# [Required work]
Go through the data below and return each line where the string "CreationError" appears.

# [Data]

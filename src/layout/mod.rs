//! Bin layouts: pure mappings between values and bin indices.
//!
//! A layout partitions the binary64 value line into a contiguous run of bins. Every
//! value maps to a signed 32-bit bin index; indices at or below the underflow index and
//! at or above the overflow index denote the two unbounded catch-all bins, everything
//! between them is a regular bin with a width guarantee. Layouts are immutable value
//! types: histograms keep a layout and never change it, and two histograms can only be
//! merged directly when their layouts compare equal.
//!
//! The log-family layouts ([`LogLinearLayout`], [`LogQuadraticLayout`],
//! [`LogOptimalLayout`]) derive the index from the raw bit pattern of the value, so the
//! hot mapping is a handful of integer and floating-point operations with no loops. The
//! price is that the *inverse* (the smallest value of a bin) cannot be computed in
//! closed form exactly: an analytic approximation is refined by a binary search over bit
//! patterns until it is exact. [`OpenTelemetryExponentialBucketsLayout`] instead walks a
//! precomputed mantissa boundary table, and [`CustomLayout`] a user-supplied boundary
//! array; both know their bounds exactly.

use crate::algorithms::{
    find_first, map_double_to_long, map_long_to_double, NEGATIVE_INFINITY_MAPPED_TO_LONG,
    POSITIVE_INFINITY_MAPPED_TO_LONG,
};
use crate::errors::{CreationError, DeserializeError};
use byteorder::{BigEndian, ReadBytesExt};
use std::io::Read;

mod custom;
mod log_linear;
mod log_optimal;
mod log_quadratic;
mod otel;
mod otel_boundaries;

pub use self::custom::CustomLayout;
pub use self::log_linear::LogLinearLayout;
pub use self::log_optimal::LogOptimalLayout;
pub use self::log_quadratic::LogQuadraticLayout;
pub use self::otel::OpenTelemetryExponentialBucketsLayout;

/// A mapping between binary64 values and signed 32-bit bin indices.
///
/// Implementations must be total on binary64 (including ±∞ and NaN) and monotonically
/// non-decreasing with respect to the sign-aware value order that places `-0.0` below
/// `+0.0`. NaN must map at or below the underflow index, or at or above the overflow
/// index, so it can never land in a regular bin.
pub trait Layout {
    /// Maps a value to its bin index.
    fn map_to_bin_index(&self, value: f64) -> i32;

    /// The index of the underflow bin; all indices at or below it denote underflow.
    fn underflow_bin_index(&self) -> i32;

    /// The index of the overflow bin; all indices at or above it denote overflow.
    fn overflow_bin_index(&self) -> i32;

    /// An analytic approximation of the smallest value mapping to `bin_index`.
    ///
    /// Only consulted as the starting point of the exact search in
    /// [`bin_lower_bound`](Layout::bin_lower_bound); it must be within a few
    /// thousand ulps of the exact bound for regular indices so the search stays
    /// cheap, but any value is tolerated.
    fn bin_lower_bound_approximation(&self, bin_index: i32) -> f64;

    /// The smallest value mapping to `bin_index`, exact.
    ///
    /// For indices at or below the underflow index this is `-∞`. Indices at or
    /// above the overflow index are clipped to the overflow bin.
    fn bin_lower_bound(&self, bin_index: i32) -> f64 {
        if bin_index <= self.underflow_bin_index() {
            return f64::NEG_INFINITY;
        }
        let effective_index = bin_index.min(self.overflow_bin_index());
        let approximate = self.bin_lower_bound_approximation(effective_index);
        let guess = clamp_guess(
            map_double_to_long(approximate),
            NEGATIVE_INFINITY_MAPPED_TO_LONG,
            POSITIVE_INFINITY_MAPPED_TO_LONG,
        );
        map_long_to_double(find_first(
            |l| self.map_to_bin_index(map_long_to_double(l)) >= effective_index,
            NEGATIVE_INFINITY_MAPPED_TO_LONG,
            POSITIVE_INFINITY_MAPPED_TO_LONG,
            guess,
        ))
    }

    /// The largest value mapping to `bin_index`, exact.
    ///
    /// For indices at or above the overflow index this is `+∞`. Indices at or
    /// below the underflow index are clipped to the underflow bin.
    fn bin_upper_bound(&self, bin_index: i32) -> f64 {
        if bin_index >= self.overflow_bin_index() {
            return f64::INFINITY;
        }
        let effective_index = bin_index.max(self.underflow_bin_index());
        // The next bin's lower bound approximates this bin's upper bound; the search
        // runs on the reversed axis so the same find-first primitive applies.
        let approximate = self.bin_lower_bound_approximation(effective_index + 1);
        let guess = clamp_guess(
            !map_double_to_long(approximate),
            !POSITIVE_INFINITY_MAPPED_TO_LONG,
            !NEGATIVE_INFINITY_MAPPED_TO_LONG,
        );
        map_long_to_double(!find_first(
            |l| self.map_to_bin_index(map_long_to_double(!l)) <= effective_index,
            !POSITIVE_INFINITY_MAPPED_TO_LONG,
            !NEGATIVE_INFINITY_MAPPED_TO_LONG,
            guess,
        ))
    }
}

fn clamp_guess(guess: i64, min: i64, max: i64) -> i64 {
    guess.max(min).min(max)
}

/// Reads the 8-byte serial tag and verifies it matches the expected layout type.
pub(crate) fn check_serial_tag<R: Read>(
    source: &mut R,
    expected: u64,
) -> Result<(), DeserializeError> {
    let tag = source.read_u64::<BigEndian>()?;
    if tag != expected {
        return Err(DeserializeError::UnknownLayoutTag);
    }
    Ok(())
}

// ************************************************************************************
// Shared construction machinery of the log-family layouts.
//
// All three share the same two-regime structure: below the "unsigned normal limit" the
// index is linear in the value (absolute width bound), above it the index follows an
// approximation of the logarithm derived from the value's bit pattern (relative width
// bound). Negative values are mapped by bit complement of the positive index.
// ************************************************************************************

pub(crate) fn check_log_layout_arguments(
    absolute_bin_width_limit: f64,
    relative_bin_width_limit: f64,
    value_range_lower_bound: f64,
    value_range_upper_bound: f64,
) -> Result<(), CreationError> {
    if !absolute_bin_width_limit.is_finite() || absolute_bin_width_limit < f64::MIN_POSITIVE {
        return Err(CreationError::AbsoluteWidthOutOfRange);
    }
    if !relative_bin_width_limit.is_finite() || relative_bin_width_limit <= 0.0 {
        return Err(CreationError::RelativeWidthOutOfRange);
    }
    if !value_range_lower_bound.is_finite()
        || !value_range_upper_bound.is_finite()
        || value_range_lower_bound > value_range_upper_bound
    {
        return Err(CreationError::RangeInvalid);
    }
    Ok(())
}

pub(crate) fn check_index_range(
    value_range_lower_bound_bin_index: i32,
    value_range_upper_bound_bin_index: i32,
) -> Result<(i32, i32), CreationError> {
    if value_range_lower_bound_bin_index <= i32::MIN + 1
        || value_range_upper_bound_bin_index >= i32::MAX - 1
    {
        return Err(CreationError::IndexRangeTooLarge);
    }
    let underflow_bin_index = value_range_lower_bound_bin_index - 1;
    let overflow_bin_index = value_range_upper_bound_bin_index + 1;
    if i64::from(overflow_bin_index) - i64::from(underflow_bin_index) - 1
        > i64::from(i32::MAX)
    {
        return Err(CreationError::IndexRangeTooLarge);
    }
    Ok((underflow_bin_index, overflow_bin_index))
}

/// The smallest regular index served by the logarithmic regime; below it the linear
/// regime already meets the relative width limit on its own.
pub(crate) fn calculate_first_normal_index(relative_bin_width_limit: f64) -> i32 {
    (1.0 / relative_bin_width_limit).ceil() as i32
}

pub(crate) fn calculate_factor_subnormal(absolute_bin_width_limit: f64) -> f64 {
    1.0 / absolute_bin_width_limit
}

pub(crate) fn calculate_sub_normal_idx(unsigned_value_bits: u64, factor_subnormal: f64) -> i32 {
    (factor_subnormal * f64::from_bits(unsigned_value_bits)) as i32
}

/// The smallest unsigned bit pattern handled by the logarithmic regime: the exact
/// first pattern whose linear index reaches `first_normal_idx`.
pub(crate) fn calculate_unsigned_value_bits_normal_limit(
    factor_subnormal: f64,
    first_normal_idx: i32,
) -> u64 {
    let approximate = f64::from(first_normal_idx) / factor_subnormal;
    let guess = clamp_guess(
        map_double_to_long(approximate),
        0,
        f64::INFINITY.to_bits() as i64,
    );
    find_first(
        |l| calculate_sub_normal_idx(l as u64, factor_subnormal) >= first_normal_idx,
        0,
        f64::INFINITY.to_bits() as i64,
        guess,
    ) as u64
}

/// The additive offset of the logarithmic regime: the smallest value that makes the
/// regime start exactly at `first_normal_idx` when evaluated at the normal limit, so
/// the two regimes meet without a gap or an overlap.
pub(crate) fn calculate_offset(
    unsigned_value_bits_normal_limit: u64,
    map_to_bin_index_helper: fn(u64) -> f64,
    factor_normal: f64,
    first_normal_idx: i32,
) -> f64 {
    let approximate = f64::from(first_normal_idx)
        - factor_normal * map_to_bin_index_helper(unsigned_value_bits_normal_limit);
    let guess = clamp_guess(
        map_double_to_long(approximate),
        NEGATIVE_INFINITY_MAPPED_TO_LONG,
        POSITIVE_INFINITY_MAPPED_TO_LONG,
    );
    map_long_to_double(find_first(
        |l| {
            let offset_candidate = map_long_to_double(l);
            let index = (factor_normal
                * map_to_bin_index_helper(unsigned_value_bits_normal_limit)
                + offset_candidate) as i32;
            index >= first_normal_idx
        },
        NEGATIVE_INFINITY_MAPPED_TO_LONG,
        POSITIVE_INFINITY_MAPPED_TO_LONG,
        guess,
    ))
}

# [Answer section]
use crate::errors::{CreationError, DeserializeError};
) -> Result<(), CreationError> {
        return Err(CreationError::AbsoluteWidthOutOfRange);
        return Err(CreationError::RelativeWidthOutOfRange);
        return Err(CreationError::RangeInvalid);
) -> Result<(i32, i32), CreationError> {
        return Err(CreationError::IndexRangeTooLarge);
        return Err(CreationError::IndexRangeTooLarge);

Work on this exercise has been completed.